Childhood cancer survivor's guide to health insurance
(NewsUSA) - There are approximately 50 million uninsured people in the U.S. Of those uninsured, young adults are among the highest groups without health insurance. For childhood cancer survivors, however, going without health insurance is not an option.
"As a cancer survivor, you will need health insurance more than ever," says Pam Gabris, Beyond the Cure Coordinator. "If you don't have a lapse in coverage, an insurer cannot deny coverage for your illness or related health problems. It's critical that you fully understand your rights and responsibilities under your health insurance plan to ensure continuous, dependable coverage."
Currently, the Affordable Care Act passed in 2010 allows young adults to be insured as dependents on their parents' health insurance if they are under the age of 26. But if that isn't an option, there are other insurance opportunities:
Employer-Provided Insurance. Typically, health insurance offered by employers is a form of managed care. The most common types of managed care are Preferred Provider Organizations (PPO), Point of Service Plans (POS), Health Maintenance Organizations (HMO) and Health Savings Account (HSA). For questions about which type of policy you are covered under, talk to your human resources manager.
Group Insurance. If you are self-employed, or if your company doesn't provide coverage, group health care policies are sometimes offered through organizations such as labor unions, fraternal and business organizations, student associations or other special-interest groups. Be sure to check with your state's insurance office to avoid fraudulent providers.
State and Federal Programs. Check to see if you qualify for state or federal health insurance through Medicaid or State Children's Health Insurance Programs (S-CHIP).
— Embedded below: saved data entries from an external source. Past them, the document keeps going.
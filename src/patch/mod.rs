//! Format-specific structural patches.
//!
//! Unlike the marker pass these target known files at the tree root. A
//! missing file or a missing anchor inside it turns the patch into a no-op.

pub mod hypr;
pub mod waybar;

pub use hypr::{ensure_layer_rules, sync_rounding, HYPR_CONFIG, REQUIRED_LAYER_RULES};
pub use waybar::{apply_floating, sync_floating, FloatingProperty, WAYBAR_STYLESHEET};
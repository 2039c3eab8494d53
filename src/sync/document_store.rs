//! Remote document store access
//!
//! The store is addressed by slash-separated paths: a document lives at
//! `collection/id` (arbitrarily nested) and a collection is enumerated by
//! its prefix. `RestDocumentStore` speaks a small JSON-over-HTTP protocol;
//! `MemoryDocumentStore` backs the tests and supports failure injection.

use crate::error::{AppError, Result};
use async_trait::async_trait;
use serde::Deserialize;
use serde_json::Value;
use std::collections::{BTreeMap, HashSet};
use std::sync::atomic::{AtomicBool, Ordering};
use std::sync::Mutex;
use uuid::Uuid;

#[async_trait]
pub trait DocumentStore: Send + Sync {
    /// Fetch a document, None when absent
    async fn get_document(&self, path: &str) -> Result<Option<Value>>;

    /// Write a document in full, or field-merge into the existing one
    async fn set_document(&self, path: &str, value: &Value, merge: bool) -> Result<()>;

    /// Remove a document; absent documents are not an error
    async fn delete_document(&self, path: &str) -> Result<()>;

    /// Enumerate every (id, data) pair directly under a collection path
    async fn list_collection(&self, path: &str) -> Result<Vec<(String, Value)>>;

    /// Insert into a collection, letting the store assign the id
    async fn add_document(&self, path: &str, value: &Value) -> Result<String>;
}

/// HTTP-backed document store
pub struct RestDocumentStore {
    http: reqwest::Client,
    base_url: String,
}

#[derive(Deserialize)]
struct ListedDocument {
    id: String,
    data: Value,
}

#[derive(Deserialize)]
struct CreatedDocument {
    id: String,
}

impl RestDocumentStore {
    pub fn new(base_url: &str) -> Result<Self> {
        let http = reqwest::Client::builder()
            .user_agent("nutritrack-sync")
            .build()?;
        Ok(Self {
            http,
            base_url: base_url.trim_end_matches('/').to_string(),
        })
    }

    fn url(&self, path: &str) -> String {
        format!("{}/{}", self.base_url, path)
    }

    fn status_error(path: &str, status: reqwest::StatusCode) -> AppError {
        if status.as_u16() == 403 {
            AppError::Sync(format!("permission denied for {}", path))
        } else {
            AppError::Sync(format!("document store returned {} for {}", status, path))
        }
    }
}

#[async_trait]
impl DocumentStore for RestDocumentStore {
    async fn get_document(&self, path: &str) -> Result<Option<Value>> {
        let response = self.http.get(self.url(path)).send().await?;
        if response.status().as_u16() == 404 {
            return Ok(None);
        }
        if !response.status().is_success() {
            return Err(Self::status_error(path, response.status()));
        }
        Ok(Some(response.json().await?))
    }

    async fn set_document(&self, path: &str, value: &Value, merge: bool) -> Result<()> {
        let request = if merge {
            self.http.patch(self.url(path))
        } else {
            self.http.put(self.url(path))
        };
        let response = request.json(value).send().await?;
        if !response.status().is_success() {
            return Err(Self::status_error(path, response.status()));
        }
        Ok(())
    }

    async fn delete_document(&self, path: &str) -> Result<()> {
        let response = self.http.delete(self.url(path)).send().await?;
        if response.status().as_u16() == 404 {
            return Ok(());
        }
        if !response.status().is_success() {
            return Err(Self::status_error(path, response.status()));
        }
        Ok(())
    }

    async fn list_collection(&self, path: &str) -> Result<Vec<(String, Value)>> {
        let response = self.http.get(self.url(path)).send().await?;
        if response.status().as_u16() == 404 {
            return Ok(Vec::new());
        }
        if !response.status().is_success() {
            return Err(Self::status_error(path, response.status()));
        }
        let docs: Vec<ListedDocument> = response.json().await?;
        Ok(docs.into_iter().map(|d| (d.id, d.data)).collect())
    }

    async fn add_document(&self, path: &str, value: &Value) -> Result<String> {
        let response = self.http.post(self.url(path)).json(value).send().await?;
        if !response.status().is_success() {
            return Err(Self::status_error(path, response.status()));
        }
        let created: CreatedDocument = response.json().await?;
        Ok(created.id)
    }
}

/// In-process document store for tests. Documents are kept under their full
/// path; collections are derived from path prefixes.
#[derive(Default)]
pub struct MemoryDocumentStore {
    documents: Mutex<BTreeMap<String, Value>>,
    offline: AtomicBool,
    denied: Mutex<HashSet<String>>,
}

impl MemoryDocumentStore {
    pub fn new() -> Self {
        Self::default()
    }

    /// Make every call fail until switched back
    pub fn set_offline(&self, offline: bool) {
        self.offline.store(offline, Ordering::SeqCst);
    }

    /// Reject access to one exact path with a permission error
    pub fn deny_path(&self, path: &str) {
        self.denied.lock().unwrap().insert(path.to_string());
    }

    /// Seed a document directly, bypassing failure injection
    pub fn seed(&self, path: &str, value: Value) {
        self.documents
            .lock()
            .unwrap()
            .insert(path.to_string(), value);
    }

    /// Raw read used by test assertions
    pub fn peek(&self, path: &str) -> Option<Value> {
        self.documents.lock().unwrap().get(path).cloned()
    }

    fn check(&self, path: &str) -> Result<()> {
        if self.offline.load(Ordering::SeqCst) {
            return Err(AppError::Sync("document store unreachable".to_string()));
        }
        if self.denied.lock().unwrap().contains(path) {
            return Err(AppError::Sync(format!("permission denied for {}", path)));
        }
        Ok(())
    }
}

fn merge_values(target: &mut Value, incoming: &Value) {
    match (target, incoming) {
        (Value::Object(existing), Value::Object(new)) => {
            for (key, value) in new {
                merge_values(existing.entry(key.clone()).or_insert(Value::Null), value);
            }
        }
        (slot, value) => *slot = value.clone(),
    }
}

#[async_trait]
impl DocumentStore for MemoryDocumentStore {
    async fn get_document(&self, path: &str) -> Result<Option<Value>> {
        self.check(path)?;
        Ok(self.documents.lock().unwrap().get(path).cloned())
    }

    async fn set_document(&self, path: &str, value: &Value, merge: bool) -> Result<()> {
        self.check(path)?;
        let mut documents = self.documents.lock().unwrap();
        if merge {
            let slot = documents
                .entry(path.to_string())
                .or_insert_with(|| Value::Object(Default::default()));
            merge_values(slot, value);
        } else {
            documents.insert(path.to_string(), value.clone());
        }
        Ok(())
    }

    async fn delete_document(&self, path: &str) -> Result<()> {
        self.check(path)?;
        self.documents.lock().unwrap().remove(path);
        Ok(())
    }

    async fn list_collection(&self, path: &str) -> Result<Vec<(String, Value)>> {
        self.check(path)?;
        let prefix = format!("{}/", path);
        let documents = self.documents.lock().unwrap();
        Ok(documents
            .iter()
            .filter_map(|(key, value)| {
                let id = key.strip_prefix(&prefix)?;
                // Direct children only, not nested sub-collections
                if id.contains('/') {
                    return None;
                }
                Some((id.to_string(), value.clone()))
            })
            .collect())
    }

    async fn add_document(&self, path: &str, value: &Value) -> Result<String> {
        self.check(path)?;
        let id = Uuid::new_v4().to_string();
        self.documents
            .lock()
            .unwrap()
            .insert(format!("{}/{}", path, id), value.clone());
        Ok(id)
    }
}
As of 2010, pre-existing insurance is available in all states according to the Affordable Care Act.
Drug Coverage Programs. Programs like the Medicare Prescription Drug Discount Card and the Together Rx Access Card offer relief to prescription drug prices. The National Children's Cancer Society (NCCS) also offers a free prescription drug card that provides significant savings on generic and branded drugs. Visit theNCCS.agelity.com to locate participating pharmacies and print a card.
Individual Policies. Purchasing individual policies can be very expensive, so make sure you exhaust other options first. To get the most of your plan, talk to an insurance broker or contact the National Association of Insurance Commissioners.